Bower, ajouta-t-il d’un air pensif, je vais vous dire miss : j’aimerais à faire quelque chose pour vous.

— Bien obligée ; mais faire quoi ?

— Par exemple, reprit-il en regardant autour de la chambre, un dressoir, avec des niches, pour placer vos poupées ; ou bien une chiffonnière pour serrer vos bouts d’étoffe et de rubans, vos fils, vos aiguilles ; ou bien encore je pourrais tourner une belle poignée, quelque chose de rare, pour la canne que je vois là, si elle est à votre second père.

— Elle est à moi, répondit la petite créature, dont le visage et le cou rougirent subitement ; je suis boiteuse. »

Le pauvre Salop rougit à son tour ; car il y avait une grande délicatesse derrière les boutons qui lui couvraient la poitrine. Il dit peut-être ce qu’il y avait de mieux à dire pour réparer sa faute : « Je suis bien content qu’elle soit à vous, ça fait que je la décorerai avec plus de plaisir. Voulez-vous me permettre de l’examiner. »

Miss Wren lui passa la canne par dessus l’établi, et la retenant tout à coup : « Il vaut mieux, dit-elle, que vous me voyiez m’en servir. Comme ça, regardez bien : plante, arrache ; plante, arrache ; plante, arrache ; pan, pan, pan. C’est joli, n’est-ce pas ?

— Moi, dit Salop, je trouve que vous n’en avez guère besoin.

— Merci, vous êtes bien bon. » Elle alla se rasseoir, et lui passa la canne avec son plus joli sourire.

« Pour ce qui est de la chiffonnière et du meuble aux poupées, dit Salop en mesurant la poignée de la canne sur sa manche, ce sera pour moi un vrai plaisir. On m’a dit que vous chantiez dans la perfection ; et vous me payerez avec une chanson, j’aime mieux ça que de l’argent. Ça a toujours été mon goût ; moi-même, j’ai souvent amusé missis Higden avec une chanson comique, où il y a du parlé entre les couplets, vous savez bien ; mais ce n’est pas votre genre.

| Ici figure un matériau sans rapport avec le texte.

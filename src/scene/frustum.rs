use glam::{Mat4, Vec4};

use crate::scene::bounds::Aabb;

/// How a bounding volume sits relative to a frustum.
#[derive(Clone, Copy, Debug, PartialEq, Eq)]
pub enum Relation {
    Outside,
    Crossing,
    Inside,
}

/// View frustum as six inward-facing planes extracted from a view-projection
/// matrix (Gribb–Hartmann). Plane xyz is the normal, w the distance term; a
/// point p is inside a plane when dot(n, p) + w >= 0.
#[derive(Clone, Copy, Debug)]
pub struct Frustum {
    planes: [Vec4; 6],
}

impl Frustum {
    pub fn from_view_proj(view_proj: Mat4) -> Self {
        let r0 = view_proj.row(0);
        let r1 = view_proj.row(1);
        let r2 = view_proj.row(2);
        let r3 = view_proj.row(3);

        let planes = [
            normalize_plane(r3 + r0), // left
            normalize_plane(r3 - r0), // right
            normalize_plane(r3 + r1), // bottom
            normalize_plane(r3 - r1), // top
            normalize_plane(r2),      // near (wgpu clip z in [0, 1])
            normalize_plane(r3 - r2), // far
        ];

        Self { planes }
    }

    /// Classify a world-space box against all six planes.
    pub fn classify(&self, aabb: &Aabb) -> Relation {
        let mut relation = Relation::Inside;

        for plane in &self.planes {
            let normal = plane.truncate();
            let distance = normal.dot(aabb.center) + plane.w;
            let radius = normal.abs().dot(aabb.half_extents);

            if distance < -radius {
                return Relation::Outside;
            }
            if distance < radius {
                relation = Relation::Crossing;
            }
        }

        relation
    }

    /// True when any part of the box may be visible. Boxes straddling a plane
    /// count as visible.
    pub fn intersects(&self, aabb: &Aabb) -> bool {
        self.classify(aabb) != Relation::Outside
    }
}

fn normalize_plane(plane: Vec4) -> Vec4 {
    let length = plane.truncate().length();
    if length > 0.0 {
        plane / length
    } else {
        plane
    }
}

#[cfg(test)]
mod tests {
    use super::*;
    use glam::Vec3;

    fn looking_down_neg_z() -> Frustum {
        let view = Mat4::look_at_rh(Vec3::ZERO, Vec3::NEG_Z, Vec3::Y);
        let proj = Mat4::perspective_rh(90f32.to_radians(), 1.0, 0.1, 100.0);
        Frustum::from_view_proj(proj * view)
    }

    #[test]
    fn box_in_front_is_inside() {
        let frustum = looking_down_neg_z();
        let aabb = Aabb::new(Vec3::new(0.0, 0.0, -10.0), Vec3::ONE);
        assert_eq!(frustum.classify(&aabb), Relation::Inside);
        assert!(frustum.intersects(&aabb));
    }

    #[test]
    fn box_behind_camera_is_outside() {
        let frustum = looking_down_neg_z();
        let aabb = Aabb::new(Vec3::new(0.0, 0.0, 10.0), Vec3::ONE);
        assert_eq!(frustum.classify(&aabb), Relation::Outside);
        assert!(!frustum.intersects(&aabb));
    }

    #[test]
    fn box_far_to_the_side_is_outside() {
        let frustum = looking_down_neg_z();
        // 90° fov: at z = -10 the frustum is ~10 units wide per side.
        let aabb = Aabb::new(Vec3::new(50.0, 0.0, -10.0), Vec3::ONE);
        assert_eq!(frustum.classify(&aabb), Relation::Outside);
    }

    #[test]
    fn box_straddling_a_plane_is_crossing_and_visible() {
        let frustum = looking_down_neg_z();
        let aabb = Aabb::new(Vec3::new(10.0, 0.0, -10.0), Vec3::splat(2.0));
        assert_eq!(frustum.classify(&aabb), Relation::Crossing);
        assert!(frustum.intersects(&aabb));
    }

    #[test]
    fn box_past_far_plane_is_outside() {
        let frustum = looking_down_neg_z();
        let aabb = Aabb::new(Vec3::new(0.0, 0.0, -200.0), Vec3::ONE);
        assert_eq!(frustum.classify(&aabb), Relation::Outside);
    }

    #[test]
    fn huge_box_enclosing_frustum_is_crossing() {
        let frustum = looking_down_neg_z();
        let aabb = Aabb::new(Vec3::ZERO, Vec3::splat(1000.0));
        assert_eq!(frustum.classify(&aabb), Relation::Crossing);
        assert!(frustum.intersects(&aabb));
    }
}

— Vous êtes un bon jeune homme, vraiment très-bon, répliqua Jenny, et j’accepte. Je présume que ça ne lui fera rien, ajouta-t-elle en haussant les épaules, après un instant de réflexion ; d’ailleurs s’il le trouve mauvais, tant pis pour lui.

— Vous parlez de votre second père ?

— Non, répondit miss Wren, je parle de Lui, de Lui, de Lui.

— De lui ? répéta Salop en promenant les yeux autour de la pièce, comme pour y chercher quelqu’un.

— De celui qui est en chemin pour me faire la cour, reprit la petite habilleuse ; que vous avez la compréhension lente ! »

Salop parut troublé. « Je n’y songeais pas, dit-il. Quand est-ce qu’il arrivera, miss ?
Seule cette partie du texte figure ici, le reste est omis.